(TASK TO COMPLETE):
Copy out every line of the data where the word "next" is found.

DATA: Begin

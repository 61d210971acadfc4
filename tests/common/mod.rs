#![allow(dead_code)]

use lizzy::http::{HttpMethod, HttpResponse};
use lizzy::terraform::TerraformSettings;
use lizzy::test_support::ScriptedTransport;
use serde_json::{json, Value};

pub const BASE: &str = "https://tfc.test";
pub const ORG: &str = "acme";

pub fn settings() -> TerraformSettings {
    let mut settings = TerraformSettings::new(ORG, "token");
    settings.base_url = BASE.to_string();
    settings
}

pub fn workspaces_url() -> String {
    format!("{}/api/v2/organizations/{}/workspaces", BASE, ORG)
}

pub fn runs_url(workspace_id: &str) -> String {
    format!("{}/api/v2/workspaces/{}/runs", BASE, workspace_id)
}

pub fn action_url(run_id: &str, action: &str) -> String {
    format!("{}/api/v2/runs/{}/actions/{}", BASE, run_id, action)
}

/// JSON:API page body with an optional `links.next`.
pub fn page(data: Vec<Value>, next: Option<&str>) -> HttpResponse {
    HttpResponse::new(200, json!({"data": data, "links": {"next": next}}).to_string())
}

pub fn workspace(id: &str, name: &str) -> Value {
    json!({"id": id, "type": "workspaces", "attributes": {"name": name}})
}

pub fn run(id: &str, status: &str) -> Value {
    json!({"id": id, "type": "runs", "attributes": {"status": status}})
}

/// POSTs sent to any URL.
pub fn posts(platform: &ScriptedTransport) -> usize {
    platform
        .requests()
        .iter()
        .filter(|r| r.method == HttpMethod::Post)
        .count()
}
use clap::{Args, Subcommand};
use serde::Serialize;
use serde_json::Value;

use lizzy::settings::{self, EditOutcome, SettingsSource};
use lizzy::{json, paths, Settings};

use super::CmdResult;

#[derive(Args)]
pub struct ConfigArgs {
    #[command(subcommand)]
    command: ConfigCommand,
}

#[derive(Subcommand)]
enum ConfigCommand {
    /// Show the path to config.json
    Path,
    /// Display the whole settings document and where it was loaded from
    Show,
    /// Read one value by dotted key (e.g. terraform.organization)
    Get {
        /// Dotted key
        key: String,
    },
    /// Set one value by dotted key, creating config.json when missing
    Set {
        /// Dotted key
        key: String,
        /// Value to set (JSON literal, or a plain string)
        value: String,
    },
    /// Open config.json in $VISUAL or $EDITOR
    Edit,
}

#[derive(Debug, Serialize)]
#[serde(rename_all = "camelCase")]
pub struct ConfigOutput {
    command: String,
    #[serde(skip_serializing_if = "Option::is_none")]
    path: Option<String>,
    #[serde(skip_serializing_if = "Option::is_none")]
    exists: Option<bool>,
    #[serde(skip_serializing_if = "Option::is_none")]
    source: Option<SettingsSource>,
    #[serde(skip_serializing_if = "Option::is_none")]
    key: Option<String>,
    #[serde(skip_serializing_if = "Option::is_none")]
    value: Option<Value>,
    #[serde(skip_serializing_if = "Option::is_none")]
    edit: Option<EditOutcome>,
}

impl ConfigOutput {
    fn new(command: &str) -> Self {
        Self {
            command: command.to_string(),
            path: None,
            exists: None,
            source: None,
            key: None,
            value: None,
            edit: None,
        }
    }
}

pub fn run(args: ConfigArgs) -> CmdResult<ConfigOutput> {
    match args.command {
        ConfigCommand::Path => path(),
        ConfigCommand::Show => show(),
        ConfigCommand::Get { key } => get(&key),
        ConfigCommand::Set { key, value } => set(&key, &value),
        ConfigCommand::Edit => edit(),
    }
}

fn path() -> CmdResult<ConfigOutput> {
    let path = paths::config_json()?;

    let mut output = ConfigOutput::new("config.path");
    output.exists = Some(path.exists());
    output.path = Some(path.display().to_string());
    Ok((output, 0))
}

fn show() -> CmdResult<ConfigOutput> {
    let settings = Settings::load()?;

    let mut output = ConfigOutput::new("config.show");
    output.source = Some(settings.source().clone());
    output.value = Some(settings.document().clone());
    Ok((output, 0))
}

fn get(key: &str) -> CmdResult<ConfigOutput> {
    let settings = Settings::load()?;
    let value = settings
        .get(key)
        .cloned()
        .ok_or_else(|| lizzy::Error::config_missing_key(key, None))?;

    let mut output = ConfigOutput::new("config.get");
    output.key = Some(key.to_string());
    output.value = Some(value);
    Ok((output, 0))
}

fn set(key: &str, raw: &str) -> CmdResult<ConfigOutput> {
    let path = paths::config_json()?;
    let value = json::parse_value(raw);
    settings::set_value(&path, key, value.clone())?;

    let mut output = ConfigOutput::new("config.set");
    output.path = Some(path.display().to_string());
    output.key = Some(key.to_string());
    output.value = Some(value);
    Ok((output, 0))
}

fn edit() -> CmdResult<ConfigOutput> {
    let path = paths::config_json()?;
    let outcome = settings::edit(&path)?;
    let exit_code = outcome.exit_code.unwrap_or(1);

    let mut output = ConfigOutput::new("config.edit");
    output.path = Some(outcome.path.clone());
    output.edit = Some(outcome);
    Ok((output, exit_code))
}
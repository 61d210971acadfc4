//! Ad hoc workflows: named lists of shell steps stored as JSON files.

use serde::{Deserialize, Serialize};
use std::fs;
use std::path::{Path, PathBuf};
use std::process::{Command, Stdio};

use crate::error::{Error, Result};
use crate::json;

const EXTENSION: &str = "json";

#[derive(Debug, Clone, PartialEq, Eq, Serialize, Deserialize)]
pub struct WorkflowStep {
    pub name: String,
    #[serde(default, skip_serializing_if = "Option::is_none")]
    pub command: Option<String>,
    #[serde(default, skip_serializing_if = "Option::is_none")]
    pub description: Option<String>,
}

#[derive(Debug, Clone, PartialEq, Eq, Serialize, Deserialize)]
pub struct Workflow {
    pub name: String,
    #[serde(default)]
    pub description: String,
    #[serde(default, skip_serializing_if = "Option::is_none")]
    pub created_at: Option<String>,
    #[serde(default)]
    pub steps: Vec<WorkflowStep>,
}

impl Workflow {
    /// New workflow with a single placeholder step.
    pub fn template(name: &str, description: &str) -> Self {
        Self {
            name: name.to_string(),
            description: description.to_string(),
            created_at: Some(chrono::Local::now().to_rfc3339()),
            steps: vec![WorkflowStep {
                name: "example_step".to_string(),
                command: Some("echo 'Hello from workflow'".to_string()),
                description: Some("Example step - replace with your commands".to_string()),
            }],
        }
    }
}

fn validate_name(name: &str) -> Result<&str> {
    let name = name.trim();
    if name.is_empty() || name.contains(['/', '\\']) || name.starts_with('.') {
        return Err(Error::validation_invalid_argument(
            "name",
            "Workflow names must be non-empty file names without path separators",
            Some(name.to_string()),
            None,
        ));
    }
    Ok(name)
}

fn workflow_path(dir: &Path, name: &str) -> PathBuf {
    dir.join(format!("{}.{}", name, EXTENSION))
}

fn io_error(e: std::io::Error, context: String) -> Error {
    Error::internal_io(e.to_string(), Some(context))
}

#[derive(Debug, Clone, Serialize)]
#[serde(rename_all = "camelCase")]
pub struct CreatedWorkflow {
    pub name: String,
    pub path: String,
    pub overwritten: bool,
}

/// Write a template workflow. Existing files are kept unless `force`.
pub fn create(dir: &Path, name: &str, description: &str, force: bool) -> Result<CreatedWorkflow> {
    let name = validate_name(name)?;
    let path = workflow_path(dir, name);
    let exists = path.exists();

    if exists && !force {
        return Err(Error::validation_invalid_argument(
            "name",
            format!("Workflow '{}' already exists", name),
            Some(name.to_string()),
            None,
        )
        .with_hint("Pass --force to overwrite it"));
    }

    fs::create_dir_all(dir).map_err(|e| io_error(e, format!("create {}", dir.display())))?;
    let content = json::to_string_pretty(&Workflow::template(name, description))?;
    fs::write(&path, content).map_err(|e| io_error(e, format!("write {}", path.display())))?;

    log_status!("workflow", "Workflow '{}' created at {}", name, path.display());

    Ok(CreatedWorkflow {
        name: name.to_string(),
        path: path.display().to_string(),
        overwritten: exists,
    })
}

#[derive(Debug, Clone, Serialize)]
#[serde(rename_all = "camelCase", tag = "status")]
pub enum WorkflowEntry {
    Valid {
        name: String,
        description: String,
        created_at: Option<String>,
        steps: usize,
        path: String,
    },
    Invalid {
        file: String,
        path: String,
        error: String,
    },
}

fn workflow_files(dir: &Path) -> Result<Vec<PathBuf>> {
    if !dir.exists() {
        return Ok(Vec::new());
    }

    let mut files: Vec<PathBuf> = fs::read_dir(dir)
        .map_err(|e| io_error(e, format!("read {}", dir.display())))?
        .filter_map(|entry| entry.ok().map(|e| e.path()))
        .filter(|path| path.is_file() && path.extension().is_some_and(|ext| ext == EXTENSION))
        .collect();
    files.sort();
    Ok(files)
}

fn read_workflow(path: &Path) -> Result<Workflow> {
    let content =
        fs::read_to_string(path).map_err(|e| io_error(e, format!("read {}", path.display())))?;
    serde_json::from_str(&content)
        .map_err(|e| Error::validation_invalid_json(e, Some(path.display().to_string())))
}

/// Every workflow file, sorted by file name. Unreadable files are listed as invalid.
pub fn list(dir: &Path) -> Result<Vec<WorkflowEntry>> {
    Ok(workflow_files(dir)?
        .into_iter()
        .map(|path| {
            let file = path
                .file_name()
                .map(|f| f.to_string_lossy().to_string())
                .unwrap_or_default();
            match read_workflow(&path) {
                Ok(workflow) => WorkflowEntry::Valid {
                    name: workflow.name,
                    description: workflow.description,
                    created_at: workflow.created_at,
                    steps: workflow.steps.len(),
                    path: path.display().to_string(),
                },
                Err(err) => WorkflowEntry::Invalid {
                    file,
                    path: path.display().to_string(),
                    error: err
                        .details
                        .get("error")
                        .and_then(|e| e.as_str())
                        .unwrap_or(err.message.as_str())
                        .to_string(),
                },
            }
        })
        .collect())
}

/// Workflow names (file stems), sorted.
pub fn available_names(dir: &Path) -> Result<Vec<String>> {
    Ok(workflow_files(dir)?
        .iter()
        .filter_map(|path| path.file_stem().map(|s| s.to_string_lossy().to_string()))
        .collect())
}

pub fn load(dir: &Path, name: &str) -> Result<Workflow> {
    let name = validate_name(name)?;
    let path = workflow_path(dir, name);
    if !path.exists() {
        return Err(Error::workflow_not_found(name));
    }
    read_workflow(&path)
}

#[derive(Debug, Clone, PartialEq, Eq, Serialize)]
#[serde(rename_all = "snake_case", tag = "outcome")]
pub enum StepOutcome {
    Succeeded,
    Failed { exit_code: i32 },
    Declined,
    NoCommand,
}

#[derive(Debug, Clone, Serialize)]
#[serde(rename_all = "camelCase")]
pub struct StepReport {
    pub number: usize,
    pub name: String,
    #[serde(flatten)]
    pub outcome: StepOutcome,
}

#[derive(Debug, Clone, Serialize)]
#[serde(rename_all = "camelCase")]
pub struct WorkflowRun {
    pub name: String,
    pub steps: Vec<StepReport>,
    /// False when a failed step stopped the run.
    pub completed: bool,
}

impl WorkflowRun {
    pub fn has_failures(&self) -> bool {
        self.steps
            .iter()
            .any(|s| matches!(s.outcome, StepOutcome::Failed { .. }))
    }
}

/// Decisions taken while a workflow runs.
pub trait StepDriver {
    fn confirm_step(&self, number: usize, step: &WorkflowStep) -> Result<bool>;

    fn continue_after_failure(&self, number: usize, exit_code: i32) -> Result<bool>;

    fn execute(&self, command: &str) -> Result<i32> {
        run_shell(command)
    }
}

/// Run a command through `sh -c`. Its stdout goes to our stderr so the
/// JSON envelope on stdout stays clean.
pub fn run_shell(command: &str) -> Result<i32> {
    let status = Command::new("sh")
        .arg("-c")
        .arg(command)
        .stdout(Stdio::from(std::io::stderr()))
        .status()
        .map_err(|e| io_error(e, format!("run '{}'", command)))?;

    // Killed by a signal: no code.
    Ok(status.code().unwrap_or(-1))
}

pub fn run(workflow: &Workflow, driver: &dyn StepDriver) -> Result<WorkflowRun> {
    log_status!("workflow", "Running workflow: {}", workflow.name);
    let mut steps = Vec::with_capacity(workflow.steps.len());
    let mut completed = true;

    for (index, step) in workflow.steps.iter().enumerate() {
        let number = index + 1;
        let command = step.command.as_deref().map(str::trim).unwrap_or_default();

        let outcome = if command.is_empty() {
            log_status!("workflow", "Step {} has no command", number);
            StepOutcome::NoCommand
        } else if !driver.confirm_step(number, step)? {
            StepOutcome::Declined
        } else {
            match driver.execute(command)? {
                0 => StepOutcome::Succeeded,
                exit_code => StepOutcome::Failed { exit_code },
            }
        };

        let stop = match &outcome {
            StepOutcome::Failed { exit_code } => !driver.continue_after_failure(number, *exit_code)?,
            _ => false,
        };

        steps.push(StepReport {
            number,
            name: step.name.clone(),
            outcome,
        });

        if stop {
            completed = false;
            break;
        }
    }

    Ok(WorkflowRun {
        name: workflow.name.clone(),
        steps,
        completed,
    })
}
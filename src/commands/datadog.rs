use clap::{Args, Subcommand};
use serde::Serialize;

use lizzy::datadog::{self, EcrRepository};
use lizzy::log_status;

use super::{CmdResult, GlobalArgs};

#[derive(Args)]
pub struct DatadogArgs {
    #[command(subcommand)]
    command: DatadogCommand,
}

#[derive(Subcommand)]
enum DatadogCommand {
    /// List released agent versions, oldest first
    FetchVersions,
    /// Show the newest released agent version
    FetchVersionLatest,
}

#[derive(Debug, Serialize)]
#[serde(rename_all = "camelCase")]
pub struct DatadogOutput {
    command: String,
    repository: EcrRepository,
    #[serde(skip_serializing_if = "Option::is_none")]
    versions: Option<Vec<String>>,
    #[serde(skip_serializing_if = "Option::is_none")]
    latest: Option<String>,
}

pub fn run(args: DatadogArgs, global: &GlobalArgs) -> CmdResult<DatadogOutput> {
    let repository = EcrRepository::from_settings(&global.settings);

    match args.command {
        DatadogCommand::FetchVersions => {
            let versions = datadog::fetch_versions(&global.transport, &repository)?;
            log_status!("datadog", "Found {} versions", versions.len());
            Ok((
                DatadogOutput {
                    command: "datadog.fetch_versions".to_string(),
                    repository,
                    versions: Some(versions),
                    latest: None,
                },
                0,
            ))
        }
        DatadogCommand::FetchVersionLatest => {
            let latest = datadog::latest_version(&global.transport, &repository)?;
            Ok((
                DatadogOutput {
                    command: "datadog.fetch_version_latest".to_string(),
                    repository,
                    versions: None,
                    latest,
                },
                0,
            ))
        }
    }
}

DATA: End

(RESPONSE BELOW):
/// JSON:API page body with an optional `links.next`.
pub fn page(data: Vec<Value>, next: Option<&str>) -> HttpResponse {
    HttpResponse::new(200, json!({"data": data, "links": {"next": next}}).to_string())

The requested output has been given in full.